Records from a data collection
---+---

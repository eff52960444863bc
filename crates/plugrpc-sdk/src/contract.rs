//! The capability a plugin author implements.

use crate::codec::{self, DynamicValue};
use crate::error::Result;
use crate::proto::{ExecutionRequestBody, ExecutionResponse};
use async_trait::async_trait;
use prost_types::Any;
use std::collections::HashMap;
use std::sync::Arc;

/// A single `Execute` request as seen by plugin code.
///
/// `args` and `options` stay boxed; use [`arg`](Self::arg) and
/// [`option`](Self::option) (or [`codec::unpack`]) to decode what you need.
#[derive(Debug, Clone, Default, PartialEq)]
pub struct ExecutionRequest {
    pub input: String,
    pub args: HashMap<String, Any>,
    pub options: HashMap<String, Any>,
}

impl ExecutionRequest {
    pub fn new(input: impl Into<String>) -> Self {
        Self {
            input: input.into(),
            ..Default::default()
        }
    }

    /// Add a boxed argument.
    pub fn with_arg(mut self, key: impl Into<String>, value: Any) -> Self {
        self.args.insert(key.into(), value);
        self
    }

    /// Add a boxed option.
    pub fn with_option(mut self, key: impl Into<String>, value: Any) -> Self {
        self.options.insert(key.into(), value);
        self
    }

    /// Decode a single argument, `None` if it was not sent.
    pub fn arg(&self, key: &str) -> Result<Option<DynamicValue>> {
        self.args.get(key).map(codec::unpack).transpose()
    }

    /// Decode a single option, `None` if it was not sent.
    pub fn option(&self, key: &str) -> Result<Option<DynamicValue>> {
        self.options.get(key).map(codec::unpack).transpose()
    }
}

impl From<ExecutionRequestBody> for ExecutionRequest {
    fn from(body: ExecutionRequestBody) -> Self {
        Self {
            input: body.input,
            args: body.args,
            options: body.options,
        }
    }
}

impl From<ExecutionRequest> for ExecutionRequestBody {
    fn from(request: ExecutionRequest) -> Self {
        Self {
            input: request.input,
            args: request.args,
            options: request.options,
        }
    }
}

impl ExecutionResponse {
    pub fn new(result: impl Into<String>) -> Self {
        Self {
            result: result.into(),
        }
    }
}

/// Plugin logic behind the `Execute` RPC.
///
/// One instance serves every call for the life of the process, and calls may
/// run concurrently, so any mutable state must be synchronized by the
/// implementation.
///
/// Returning `Err` makes the caller see an internal transport error carrying
/// the error's message. Implementations that prefer to report failures in-band
/// can catch them and describe them in [`ExecutionResponse::result`] instead.
#[async_trait]
pub trait PluginContract: Send + Sync + 'static {
    async fn execute(&self, request: ExecutionRequest) -> anyhow::Result<ExecutionResponse>;
}

#[async_trait]
impl<C: PluginContract + ?Sized> PluginContract for Arc<C> {
    async fn execute(&self, request: ExecutionRequest) -> anyhow::Result<ExecutionResponse> {
        (**self).execute(request).await
    }
}

#[cfg(test)]
mod tests {
    use super::*;
    use crate::codec::pack;

    struct Echo;

    #[async_trait]
    impl PluginContract for Echo {
        async fn execute(&self, request: ExecutionRequest) -> anyhow::Result<ExecutionResponse> {
            Ok(ExecutionResponse::new(request.input))
        }
    }

    #[test]
    fn test_request_accessors() {
        let request = ExecutionRequest::new("hello")
            .with_arg("count", pack(2.0, None))
            .with_option("op", pack("reverse", None));

        assert_eq!(request.arg("count").unwrap(), Some(DynamicValue::Number(2.0)));
        assert_eq!(
            request.option("op").unwrap(),
            Some(DynamicValue::String("reverse".to_string()))
        );
        assert_eq!(request.arg("missing").unwrap(), None);
    }

    #[test]
    fn test_body_conversion_preserves_fields() {
        let request = ExecutionRequest::new("x").with_option("flag", pack(true, None));
        let body = ExecutionRequestBody::from(request.clone());
        assert_eq!(body.input, "x");
        assert_eq!(ExecutionRequest::from(body), request);
    }

    #[tokio::test]
    async fn test_arc_contract_delegates() {
        let contract: Arc<dyn PluginContract> = Arc::new(Echo);
        let response = contract.execute(ExecutionRequest::new("ping")).await.unwrap();
        assert_eq!(response.result, "ping");
    }
}
//! Process-level entry point for plugin binaries.
//!
//! [`PluginApp`] owns the one [`PluginServer`] of the process, announces its
//! port on stdout and stops it when a termination signal arrives.

use crate::config::{self, ServerConfig};
use crate::contract::PluginContract;
use crate::error::Result;
use crate::server::PluginServer;
use crate::signal::ShutdownSignals;
use std::future::Future;
use std::process::ExitCode;
use tokio::io::AsyncWriteExt;
use tracing::{error, info};

/// A plugin process: one contract, one server, one handshake.
pub struct PluginApp<C> {
    server: PluginServer<C>,
    requested_port: u16,
}

impl<C: PluginContract> PluginApp<C> {
    pub fn new(contract: C) -> Self {
        Self {
            server: PluginServer::new(contract),
            requested_port: ServerConfig::DEFAULT_PORT,
        }
    }

    /// Port to request when `PLUGIN_PORT` is not set.
    pub fn with_port(mut self, port: u16) -> Self {
        self.requested_port = port;
        self
    }

    /// Serve until SIGINT or SIGTERM is received.
    pub async fn run(self) -> Result<()> {
        let signals = ShutdownSignals::install()?;
        self.run_until(signals.recv()).await
    }

    /// Serve until `shutdown` resolves, then stop the server.
    ///
    /// A valid `PLUGIN_PORT` overrides the requested port.
    pub async fn run_until<F>(self, shutdown: F) -> Result<()>
    where
        F: Future<Output = ()>,
    {
        let port = config::resolve_port(self.requested_port);
        self.run_on_port(port, shutdown).await
    }

    /// Serve on exactly `port` until `shutdown` resolves, ignoring `PLUGIN_PORT`.
    pub async fn run_on_port<F>(mut self, port: u16, shutdown: F) -> Result<()>
    where
        F: Future<Output = ()>,
    {
        let assigned = self.server.start(port).await?;

        announce_port(assigned).await?;
        info!("Plugin ready on port {}", assigned);

        shutdown.await;
        self.server.stop().await;
        Ok(())
    }
}

/// Write the handshake line to stdout and flush it.
async fn announce_port(port: u16) -> Result<()> {
    let mut stdout = tokio::io::stdout();
    let line = format!("{}\n", config::handshake_line(port));
    stdout.write_all(line.as_bytes()).await?;
    stdout.flush().await?;
    Ok(())
}

/// Run a plugin contract as the whole process.
///
/// Returns exit code 0 after a signal-triggered shutdown and 1 when the server
/// could not start.
///
/// ```rust,ignore
/// #[tokio::main]
/// async fn main() -> std::process::ExitCode {
///     plugrpc_sdk::logging::init(false);
///     plugrpc_sdk::serve(MyPlugin).await
/// }
/// ```
pub async fn serve<C: PluginContract>(contract: C) -> ExitCode {
    match PluginApp::new(contract).run().await {
        Ok(()) => {
            info!("Plugin shut down");
            ExitCode::SUCCESS
        }
        Err(e) => {
            error!("Plugin failed to start: {}", e);
            ExitCode::FAILURE
        }
    }
}

#[cfg(test)]
mod tests {
    use super::*;
    use crate::contract::ExecutionRequest;
    use crate::error::PluginError;
    use crate::proto::ExecutionResponse;
    use async_trait::async_trait;
    use tokio::sync::oneshot;

    struct Noop;

    #[async_trait]
    impl PluginContract for Noop {
        async fn execute(&self, _request: ExecutionRequest) -> anyhow::Result<ExecutionResponse> {
            Ok(ExecutionResponse::default())
        }
    }

    #[tokio::test]
    async fn test_run_until_stops_on_shutdown() {
        let (tx, rx) = oneshot::channel::<()>();
        let app = tokio::spawn(
            PluginApp::new(Noop).run_until(async move {
                let _ = rx.await;
            }),
        );

        tx.send(()).unwrap();
        app.await.unwrap().unwrap();
    }

    #[tokio::test]
    async fn test_run_on_port_reports_bind_failure() {
        let taken = tokio::net::TcpListener::bind("127.0.0.1:0").await.unwrap();
        let port = taken.local_addr().unwrap().port();

        let err = PluginApp::new(Noop)
            .run_on_port(port, std::future::pending())
            .await
            .unwrap_err();
        assert!(matches!(err, PluginError::Bind { addr, .. } if addr.port() == port));
        assert!(err.is_startup_failure());
    }
}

---+---

### EXERCISE DIRECTIONS
Starting at the first line of the records above, please copy every line exactly through the line containing "#[derive(Debug, Clone, Default, PartialEq)]", and stop there.

### ANSWER TO THE PROBLEM
repository eff52960444863bc
filename crates/plugrpc-sdk/src/contract.rs
//! The capability a plugin author implements.

use crate::codec::{self, DynamicValue};
use crate::error::Result;
use crate::proto::{ExecutionRequestBody, ExecutionResponse};
use async_trait::async_trait;
use prost_types::Any;
use std::collections::HashMap;
use std::sync::Arc;

/// A single `Execute` request as seen by plugin code.
///
/// `args` and `options` stay boxed; use [`arg`](Self::arg) and
/// [`option`](Self::option) (or [`codec::unpack`]) to decode what you need.
#[derive(Debug, Clone, Default, PartialEq)]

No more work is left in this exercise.